**Task requirements:** Go to the line containing "Frame-driven visual clock." in the records below and print it and every following line exactly, on through the line containing "playback: small drift", then stop.

**Source material:**
━━━━

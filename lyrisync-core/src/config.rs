use crate::ass::AssOptions;
use crate::error::{CoreError, Result};
use serde::{Deserialize, Serialize};
use std::fs;
use std::path::{Path, PathBuf};

/// Main configuration structure
#[derive(Debug, Clone, Default, Serialize, Deserialize)]
pub struct LyrisyncConfig {
    #[serde(default)]
    pub sync: SyncConfig,
    #[serde(default)]
    pub clock: ClockConfig,
    #[serde(default)]
    pub scroll: ScrollConfig,
    #[serde(default)]
    pub parse: ParseConfig,
    #[serde(default)]
    pub ass: AssStyleConfig,
    #[serde(default)]
    pub logging: LoggingConfig,
}

#[derive(Debug, Clone, Serialize, Deserialize)]
pub struct SyncConfig {
    /// How far ahead of playback a line becomes active
    #[serde(default = "default_lookahead")]
    pub lookahead_secs: f64,
    /// Global lyrics offset; positive values delay the lyrics
    #[serde(default)]
    pub lyrics_offset_secs: f64,
}

const fn default_lookahead() -> f64 {
    crate::resolver::LOOKAHEAD_SECS
}

impl Default for SyncConfig {
    fn default() -> Self {
        Self {
            lookahead_secs: default_lookahead(),
            lyrics_offset_secs: 0.0,
        }
    }
}

#[derive(Debug, Clone, Serialize, Deserialize)]
pub struct ClockConfig {
    /// A jump of the playback position beyond this is treated as a seek
    #[serde(default = "default_seek_threshold")]
    pub seek_threshold_secs: f64,
    /// Any backwards jump beyond this is treated as a seek
    #[serde(default = "default_backward_epsilon")]
    pub backward_epsilon_secs: f64,
    /// Drift beyond this snaps the visual clock to playback
    #[serde(default = "default_hard_resync")]
    pub hard_resync_secs: f64,
    /// Drift beyond this is corrected by adjusting the visual speed
    #[serde(default = "default_soft_sync")]
    pub soft_sync_secs: f64,
    #[serde(default = "default_gain")]
    pub gain: f64,
    #[serde(default = "default_min_speed")]
    pub min_speed: f64,
    #[serde(default = "default_max_speed")]
    pub max_speed: f64,
    #[serde(default = "default_frame_rate")]
    pub frame_rate: u32,
}

const fn default_seek_threshold() -> f64 {
    1.5
}

const fn default_backward_epsilon() -> f64 {
    0.05
}

const fn default_hard_resync() -> f64 {
    0.5
}

const fn default_soft_sync() -> f64 {
    0.05
}

const fn default_gain() -> f64 {
    2.0
}

const fn default_min_speed() -> f64 {
    0.7
}

const fn default_max_speed() -> f64 {
    1.3
}

const fn default_frame_rate() -> u32 {
    60
}

impl Default for ClockConfig {
    fn default() -> Self {
        Self {
            seek_threshold_secs: default_seek_threshold(),
            backward_epsilon_secs: default_backward_epsilon(),
            hard_resync_secs: default_hard_resync(),
            soft_sync_secs: default_soft_sync(),
            gain: default_gain(),
            min_speed: default_min_speed(),
            max_speed: default_max_speed(),
            frame_rate: default_frame_rate(),
        }
    }
}

#[derive(Debug, Clone, Serialize, Deserialize)]
pub struct ScrollConfig {
    /// Auto-scroll is held off this long after a user jump
    #[serde(default = "default_suppress_ms")]
    pub suppress_ms: u64,
    /// Duration of the eased automatic scroll; 0 scrolls instantly
    #[serde(default = "default_animation_ms")]
    pub animation_ms: u64,
}

const fn default_suppress_ms() -> u64 {
    100
}

const fn default_animation_ms() -> u64 {
    300
}

impl Default for ScrollConfig {
    fn default() -> Self {
        Self {
            suppress_ms: default_suppress_ms(),
            animation_ms: default_animation_ms(),
        }
    }
}

#[derive(Debug, Clone, Serialize, Deserialize)]
pub struct ParseConfig {
    /// Lines parsed between cooperative yields
    #[serde(default = "default_chunk_size")]
    pub chunk_size: usize,
}

const fn default_chunk_size() -> usize {
    crate::schedule::DEFAULT_CHUNK_SIZE
}

impl Default for ParseConfig {
    fn default() -> Self {
        Self {
            chunk_size: default_chunk_size(),
        }
    }
}

/// Global ASS style role overrides, applied to every script
#[derive(Debug, Clone, Default, Serialize, Deserialize)]
pub struct AssStyleConfig {
    #[serde(default)]
    pub original_styles: Vec<String>,
    #[serde(default)]
    pub translation_styles: Vec<String>,
}

impl AssStyleConfig {
    #[must_use]
    pub fn to_options(&self) -> AssOptions {
        AssOptions::from_style_lists(&self.original_styles, &self.translation_styles)
    }
}

#[derive(Debug, Clone, Default, Serialize, Deserialize)]
pub struct LoggingConfig {
    /// Also write logs to `~/.config/lyrisync/lyrisync.log`
    #[serde(default)]
    pub enabled: bool,
}

impl LyrisyncConfig {
    /// Get the configuration directory path (~/.config/lyrisync/)
    #[must_use]
    pub fn config_dir() -> PathBuf {
        crate::paths::config_dir()
    }

    /// Get the config file path (~/.config/lyrisync/config.toml)
    #[must_use]
    pub fn config_path() -> PathBuf {
        crate::paths::config_path()
    }

    /// Load config from the default location or create the template on first run
    ///
    /// # Errors
    ///
    /// Returns [`CoreError::ConfigNotFound`] after writing the template, or an
    /// error if the file cannot be read, parsed or validated.
    pub fn load_or_create() -> Result<Self> {
        Self::load_or_create_at(&Self::config_path())
    }

    /// Load config from `path` or create the template there
    ///
    /// # Errors
    ///
    /// Same as [`Self::load_or_create`].
    pub fn load_or_create_at(path: &Path) -> Result<Self> {
        if !path.exists() {
            if let Some(parent) = path.parent() {
                fs::create_dir_all(parent)?;
            }
            fs::write(path, CONFIG_TEMPLATE)?;

            return Err(CoreError::ConfigNotFound {
                path: path.to_path_buf(),
            });
        }

        let content = fs::read_to_string(path)?;
        Self::from_toml(&content)
    }

    /// Parse and validate config text
    ///
    /// # Errors
    ///
    /// Returns an error on invalid TOML or out-of-range values.
    pub fn from_toml(content: &str) -> Result<Self> {
        let config: Self = toml::from_str(content)?;
        config.validate()?;
        Ok(config)
    }

    /// Reject values the sync pipeline cannot run with
    ///
    /// # Errors
    ///
    /// Returns [`CoreError::ConfigInvalid`] naming the offending field.
    pub fn validate(&self) -> Result<()> {
        let invalid = |message: &str| {
            Err(CoreError::ConfigInvalid {
                message: message.to_string(),
            })
        };

        if self.clock.frame_rate == 0 {
            return invalid("clock.frame_rate must be positive");
        }
        if self.parse.chunk_size == 0 {
            return invalid("parse.chunk_size must be positive");
        }
        if !(self.clock.min_speed > 0.0 && self.clock.min_speed <= self.clock.max_speed) {
            return invalid("clock.min_speed must be positive and not exceed clock.max_speed");
        }
        if self.clock.soft_sync_secs > self.clock.hard_resync_secs {
            return invalid("clock.soft_sync_secs must not exceed clock.hard_resync_secs");
        }
        if self.clock.seek_threshold_secs <= 0.0 || self.clock.backward_epsilon_secs < 0.0 {
            return invalid("clock seek thresholds must be positive");
        }
        if self.sync.lookahead_secs < 0.0 {
            return invalid("sync.lookahead_secs must not be negative");
        }

        Ok(())
    }
}

pub const CONFIG_TEMPLATE: &str = r#"# Lyrisync Configuration
# ~/.config/lyrisync/config.toml

[sync]
# A line becomes active this many seconds before its start time
lookahead_secs = 0.2
# Shift all lyrics; positive values delay them
lyrics_offset_secs = 0.0

[clock]
# Position jumps larger than this (or any backwards jump past the epsilon) are seeks
seek_threshold_secs = 1.5
backward_epsilon_secs = 0.05
# Visual clock drift handling
hard_resync_secs = 0.5
soft_sync_secs = 0.05
gain = 2.0
min_speed = 0.7
max_speed = 1.3
frame_rate = 60

[scroll]
suppress_ms = 100
animation_ms = 300

[parse]
chunk_size = 100

[ass]
# Style names that always count as original or translation text
original_styles = []
translation_styles = []

[logging]
# Also write logs to ~/.config/lyrisync/lyrisync.log
enabled = false
"#;

#[cfg(test)]
mod tests {
    use super::*;

    #[test]
    fn test_template_parses_to_defaults() {
        let config = LyrisyncConfig::from_toml(CONFIG_TEMPLATE).unwrap();
        let defaults = LyrisyncConfig::default();
        assert!((config.sync.lookahead_secs - defaults.sync.lookahead_secs).abs() < 1e-9);
        assert_eq!(config.clock.frame_rate, defaults.clock.frame_rate);
        assert_eq!(config.scroll.animation_ms, 300);
        assert_eq!(config.parse.chunk_size, 100);
        assert!(!config.logging.enabled);
    }

    #[test]
    fn test_empty_config_uses_defaults() {
        let config = LyrisyncConfig::from_toml("").unwrap();
        assert_eq!(config.scroll.suppress_ms, 100);
        assert!((config.clock.max_speed - 1.3).abs() < 1e-9);
    }

    #[test]
    fn test_partial_section() {
        let config = LyrisyncConfig::from_toml("[clock]\nframe_rate = 30\n").unwrap();
        assert_eq!(config.clock.frame_rate, 30);
        assert!((config.clock.gain - 2.0).abs() < 1e-9);
    }

    #[test]
    fn test_validation_rejects_zero_frame_rate() {
        let err = LyrisyncConfig::from_toml("[clock]\nframe_rate = 0\n").unwrap_err();
        assert!(matches!(err, CoreError::ConfigInvalid { .. }));
    }

    #[test]
    fn test_validation_rejects_inverted_speed_range() {
        let err = LyrisyncConfig::from_toml("[clock]\nmin_speed = 1.5\nmax_speed = 1.2\n").unwrap_err();
        assert!(matches!(err, CoreError::ConfigInvalid { .. }));
    }

    #[test]
    fn test_invalid_toml() {
        let err = LyrisyncConfig::from_toml("[clock\n").unwrap_err();
        assert!(matches!(err, CoreError::ConfigParseError(_)));
    }

    #[test]
    fn test_ass_styles_to_options() {
        let config = LyrisyncConfig::from_toml("[ass]\ntranslation_styles = [\"Sub\"]\n").unwrap();
        let options = config.ass.to_options();
        assert_eq!(
            options.role_override("Sub"),
            Some(crate::ass::StyleRole::Translation)
        );
    }

    #[test]
    fn test_load_or_create_writes_template() {
        let dir = std::env::temp_dir().join(format!("lyrisync-config-test-{}", std::process::id()));
        let path = dir.join("config.toml");
        let _ = fs::remove_file(&path);

        let err = LyrisyncConfig::load_or_create_at(&path).unwrap_err();
        assert!(matches!(err, CoreError::ConfigNotFound { .. }));
        assert!(path.exists());

        let config = LyrisyncConfig::load_or_create_at(&path).unwrap();
        assert_eq!(config.clock.frame_rate, 60);

        let _ = fs::remove_dir_all(&dir);
    }
}
//! Frame-driven visual clock.
//!
//! Playback positions arrive coarsely and jitter. The visual clock advances
//! smoothly by frame deltas and is steered back towards playback: small drift
//! is corrected by speeding up or slowing down, large drift and seeks snap.

use crate::config::ClockConfig;
use crate::model::{KaraokeWord, LyricLine};
use tracing::trace;

#[derive(Debug, Clone)]
pub struct VisualClock {
    config: ClockConfig,
    visual: f64,
    /// Playback time seen on the previous tick; `None` right after a reset
    last_real: Option<f64>,
}

impl Default for VisualClock {
    fn default() -> Self {
        Self::new(ClockConfig::default())
    }
}

impl VisualClock {
    #[must_use]
    pub const fn new(config: ClockConfig) -> Self {
        Self {
            config,
            visual: 0.0,
            last_real: None,
        }
    }

    /// Current visual time in seconds
    #[must_use]
    pub const fn time(&self) -> f64 {
        self.visual
    }

    /// Snap to `real` and forget previous samples, e.g. on track change
    pub fn reset(&mut self, real: f64) {
        self.visual = real;
        self.last_real = Some(real);
    }

    /// Advance by one frame of `delta` seconds towards playback time `real`
    pub fn tick(&mut self, delta: f64, real: f64, is_playing: bool) -> f64 {
        let last_real = self.last_real.replace(real);

        if !is_playing {
            self.visual = real;
            return self.visual;
        }

        let Some(last_real) = last_real else {
            self.visual = real;
            return self.visual;
        };

        let jump = real - last_real;
        if jump.abs() > self.config.seek_threshold_secs || jump < -self.config.backward_epsilon_secs
        {
            trace!("Visual clock resync after seek: {last_real:.3} -> {real:.3}");
            self.visual = real;
            return self.visual;
        }

        let diff = self.visual - real;
        if diff.abs() > self.config.hard_resync_secs {
            trace!("Visual clock drifted {diff:.3}s, snapping");
            self.visual = real;
        } else if diff.abs() > self.config.soft_sync_secs {
            let speed = (1.0 - self.config.gain * diff)
                .max(self.config.min_speed)
                .min(self.config.max_speed);
            self.visual += delta * speed;
        } else {
            self.visual += delta;
        }

        self.visual
    }
}

/// Linear progress of `t` through `[start, end]`, clamped to `[0, 1]`
fn span_progress(start: f64, end: f64, t: f64) -> f64 {
    if t < start {
        0.0
    } else if t >= end {
        1.0
    } else {
        (t - start) / (end - start)
    }
}

/// Fill fraction of a karaoke word at visual time `visual`
#[must_use]
pub fn word_progress(word: &KaraokeWord, visual: f64, lyrics_offset: f64) -> f64 {
    span_progress(word.start, word.end, visual - lyrics_offset)
}

/// Fill fraction of each LRC karaoke segment of `line`.
///
/// Segment `k` ends at `timings[k]` and starts where the previous one ended,
/// the first starting at the line time. Empty for lines without LRC karaoke.
#[must_use]
pub fn lrc_segment_progress(line: &LyricLine, visual: f64, lyrics_offset: f64) -> Vec<f64> {
    let Some(ref karaoke) = line.karaoke else {
        return Vec::new();
    };

    let t = visual - lyrics_offset;
    let mut start = line.time;
    karaoke
        .timings
        .iter()
        .map(|timing| {
            let progress = span_progress(start, timing.time, t);
            start = timing.time;
            progress
        })
        .collect()
}

/// Progress of every karaoke unit of `line`: ASS words first, LRC segments otherwise
#[must_use]
pub fn line_progress(line: &LyricLine, visual: f64, lyrics_offset: f64) -> Vec<f64> {
    if line.words.is_empty() {
        lrc_segment_progress(line, visual, lyrics_offset)
    } else {
        line.words
            .iter()
            .map(|word| word_progress(word, visual, lyrics_offset))
            .collect()
    }
}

━━━━

**Answer to the exercise:**
//! Frame-driven visual clock.
//!
//! Playback positions arrive coarsely and jitter. The visual clock advances
//! smoothly by frame deltas and is steered back towards playback: small drift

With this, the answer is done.